Quick note from Metacoda: This is a blog post by Anindra Iswara, a graduate from University of Queensland currently undertaking a Master in Computer Science. Anindra was employed by Metacoda as part of the SAS® Work Placement Program over the summer break (December 2013 – February 2014) and these are her “things that matter” (4 tips) on what she learned. You can read about her internship here
Now over to Anindra …
During my part-time summer internship, I had the opportunity to use four SAS Software products: SAS® Enterprise Guide® 6.1, SAS® Data Integration Studio 4.7, SAS® Enterprise Miner and Text Miner 12.3 and SAS® Visual Analytics 6.3. I understand my exposure to the software was for a short period of time, and I don’t claim to be an expert, however I’d like to share a few simple tips I found really important as a new SAS user. Below is a tip from my use with each product.
SAS Data Integration Studio Tip
In my limited exposure to SAS Data Integration Studio I found the transpose transformation to be very useful. Most of the open data I collected had columns of date information. I guess it was designed this way to read within Excel. This layout didn’t suit my analysis needs where I needed all the dates in one column. Using the transpose transformation I was able to convert all the date columns into one date column as you can see in the screenshot below.

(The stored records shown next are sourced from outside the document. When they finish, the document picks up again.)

//! Light/dark preference shared by the viewers.
//!
//! The preference is a `tokio::sync::watch` channel. A viewer reads it once when
//! it starts, through a [`ThemeSubscription`], and polls the subscription for
//! changes. Dropping the subscription unsubscribes.

use serde::{Deserialize, Serialize};
use std::sync::Arc;
use tokio::sync::watch;

#[derive(Debug, Clone, Copy, PartialEq, Eq, Default, Serialize, Deserialize)]
#[serde(rename_all = "lowercase")]
pub enum ColorScheme {
    #[default]
    Dark,
    Light,
}

impl ColorScheme {
    pub fn toggled(self) -> Self {
        match self {
            ColorScheme::Dark => ColorScheme::Light,
            ColorScheme::Light => ColorScheme::Dark,
        }
    }

    pub fn as_str(self) -> &'static str {
        match self {
            ColorScheme::Dark => "dark",
            ColorScheme::Light => "light",
        }
    }

    /// Parse a `COLORFGBG` value such as `15;0`. The last field is the
    /// background palette index; 7 and 9-15 are light backgrounds.
    pub fn from_colorfgbg(value: &str) -> Option<Self> {
        let background: u8 = value.rsplit(';').next()?.trim().parse().ok()?;
        Some(match background {
            7 | 9..=15 => ColorScheme::Light,
            _ => ColorScheme::Dark,
        })
    }
}

/// Process-wide color scheme signal
#[derive(Debug, Clone)]
pub struct ThemePreference {
    tx: Arc<watch::Sender<ColorScheme>>,
}

impl ThemePreference {
    pub fn new(initial: ColorScheme) -> Self {
        let (tx, _) = watch::channel(initial);
        Self { tx: Arc::new(tx) }
    }

    /// Read the terminal's preference from `COLORFGBG`, defaulting to dark
    pub fn detect() -> Self {
        let scheme = std::env::var("COLORFGBG")
            .ok()
            .and_then(|value| ColorScheme::from_colorfgbg(&value))
            .unwrap_or_default();
        Self::new(scheme)
    }

    pub fn current(&self) -> ColorScheme {
        *self.tx.borrow()
    }

    /// Change the preference; subscribers only see actual changes
    pub fn set(&self, scheme: ColorScheme) {
        self.tx.send_if_modified(|current| {
            if *current == scheme {
                return false;
            }
            *current = scheme;
            true
        });
    }

    pub fn toggle(&self) -> ColorScheme {
        let next = self.current().toggled();
        self.set(next);
        next
    }

    pub fn subscribe(&self) -> ThemeSubscription {
        ThemeSubscription {
            rx: self.tx.subscribe(),
        }
    }

    pub fn subscriber_count(&self) -> usize {
        self.tx.receiver_count()
    }
}

impl Default for ThemePreference {
    fn default() -> Self {
        Self::new(ColorScheme::default())
    }
}

/// A viewer's handle on the preference
#[derive(Debug)]
pub struct ThemeSubscription {
    rx: watch::Receiver<ColorScheme>,
}

impl ThemeSubscription {
    pub fn current(&self) -> ColorScheme {
        *self.rx.borrow()
    }

    /// The new scheme, if it changed since the last call
    pub fn poll_change(&mut self) -> Option<ColorScheme> {
        match self.rx.has_changed() {
            Ok(true) => Some(*self.rx.borrow_and_update()),
            _ => None,
        }
    }

    /// Wait for the next change. Returns `None` once the preference is gone.
    pub async fn changed(&mut self) -> Option<ColorScheme> {
        self.rx.changed().await.ok()?;
        Some(*self.rx.borrow_and_update())
    }
}

#[cfg(test)]
mod tests {
    use super::*;

    #[test]
    fn parses_colorfgbg() {
        assert_eq!(ColorScheme::from_colorfgbg("15;0"), Some(ColorScheme::Dark));
        assert_eq!(ColorScheme::from_colorfgbg("0;15"), Some(ColorScheme::Light));
        assert_eq!(ColorScheme::from_colorfgbg("0;default;7"), Some(ColorScheme::Light));
        assert_eq!(ColorScheme::from_colorfgbg("nonsense"), None);
    }

    #[test]
    fn subscription_sees_changes_once() {
        let preference = ThemePreference::new(ColorScheme::Dark);
        let mut subscription = preference.subscribe();
        assert_eq!(subscription.current(), ColorScheme::Dark);
        assert_eq!(subscription.poll_change(), None);

        preference.set(ColorScheme::Light);
        assert_eq!(subscription.poll_change(), Some(ColorScheme::Light));
        assert_eq!(subscription.poll_change(), None);

        preference.set(ColorScheme::Light);
        assert_eq!(subscription.poll_change(), None);
    }

    #[test]
    fn dropping_unsubscribes() {
        let preference = ThemePreference::default();
        let subscription = preference.subscribe();
        assert_eq!(preference.subscriber_count(), 1);
        drop(subscription);
        assert_eq!(preference.subscriber_count(), 0);
    }

    #[tokio::test]
    async fn waits_for_changes() {
        let preference = ThemePreference::new(ColorScheme::Dark);
        let mut subscription = preference.subscribe();
        let setter = preference.clone();
        tokio::spawn(async move {
            setter.toggle();
        });
        assert_eq!(subscription.changed().await, Some(ColorScheme::Light));
    }
}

Additionally, I find controlling the flow of the job in SAS Data Integration Studio important. There were situations where the job flow look perfectly fine but an error occurred when it ran the job as the order wasn’t correct. What I discovered was that you need to also ensure the sequence of the transformations (the numbering) is in order too.
SAS Text Miner Tip
SAS Text Miner is used for analysing unstructured textual data. This type of data tends to be rather dirty, and to use unstructured textual data in a model prior to “cleaning”, may produce an undesired model. So my suggestion is to use the text parsing and text filtering nodes. These nodes help with “cleaning” the data by creating correct stop words and an abbreviation list, fixing spelling errors, properly defining synonyms and many other tasks. Once the data is clean then you can use the other point and click nodes of SAS Enterprise Miner to find the best model using the various algorithms, settings and options available.
SAS Enterprise Guide Tip
Once my data was prepared in SAS Data Integration Studio, I used SAS Enterprise Guide to query the data, create some new tables, and produce some charts. What I learned from this process is to continuously verify the modified/combined data. A complex query may produce unexpected values in your resultant table. This may be due to aggregating incorrectly or by specifying an incorrect formula or format. One method I found useful to verify the aggregation was to use the Summary Statistics task for measurements, to use a Line Chart for dates and a Bar Chart or One Way Frequency for category based data. Naturally the more familiar you are with your data the easier your reconciliation approach is.
SAS Visual Analytics Tip
I found SAS Visual Analytics to be an amazingly simple, yet feature rich and powerful analytics product. I became familiar with SAS Visual Analytics Data Builder, SAS Visual Analytics Explorer and SAS Visual Analytics Designer. The SAS Visual Analytics Data Builder allows you to prepare the data and I found the interface to be easy to use with nice visualisation of the query logic. The SAS Visual Analytics Explorer component is great to explore data. With the autochart visualisation, you simply drag the columns you’d like to explore onto the workspace, and SAS Visual Analytics Explorer will determine the best visualization. SAS Visual Analytics Designer allows you to design reports as well as create custom graphs, which once again is easy to do with drag and drop. I was impressed by how little effort was required to produce a nice interactive report. Below is an example of a report I produced:
An area I found vital when creating the explorations and reports is to ensure the data items role is set correctly. Examples of data roles are: measure, geography, category, and document collection. By spending some time verifying the data roles before creating explorations and visualisations, allows the best visual to be chosen and prevents having to revisit the data items role settings afterwards. Some specific areas/tips I have are:
- If working with unstructured text to use document collection instead of category.
- If you want to produce a geo map, ensure you have a geography role assigned.
- If you want to show the groups in your data, set the role to category.
These 4 tips are things that mattered to me during my internship at Metacoda and I hope you found them useful too. If you have any comments or further tips in these areas, please share below.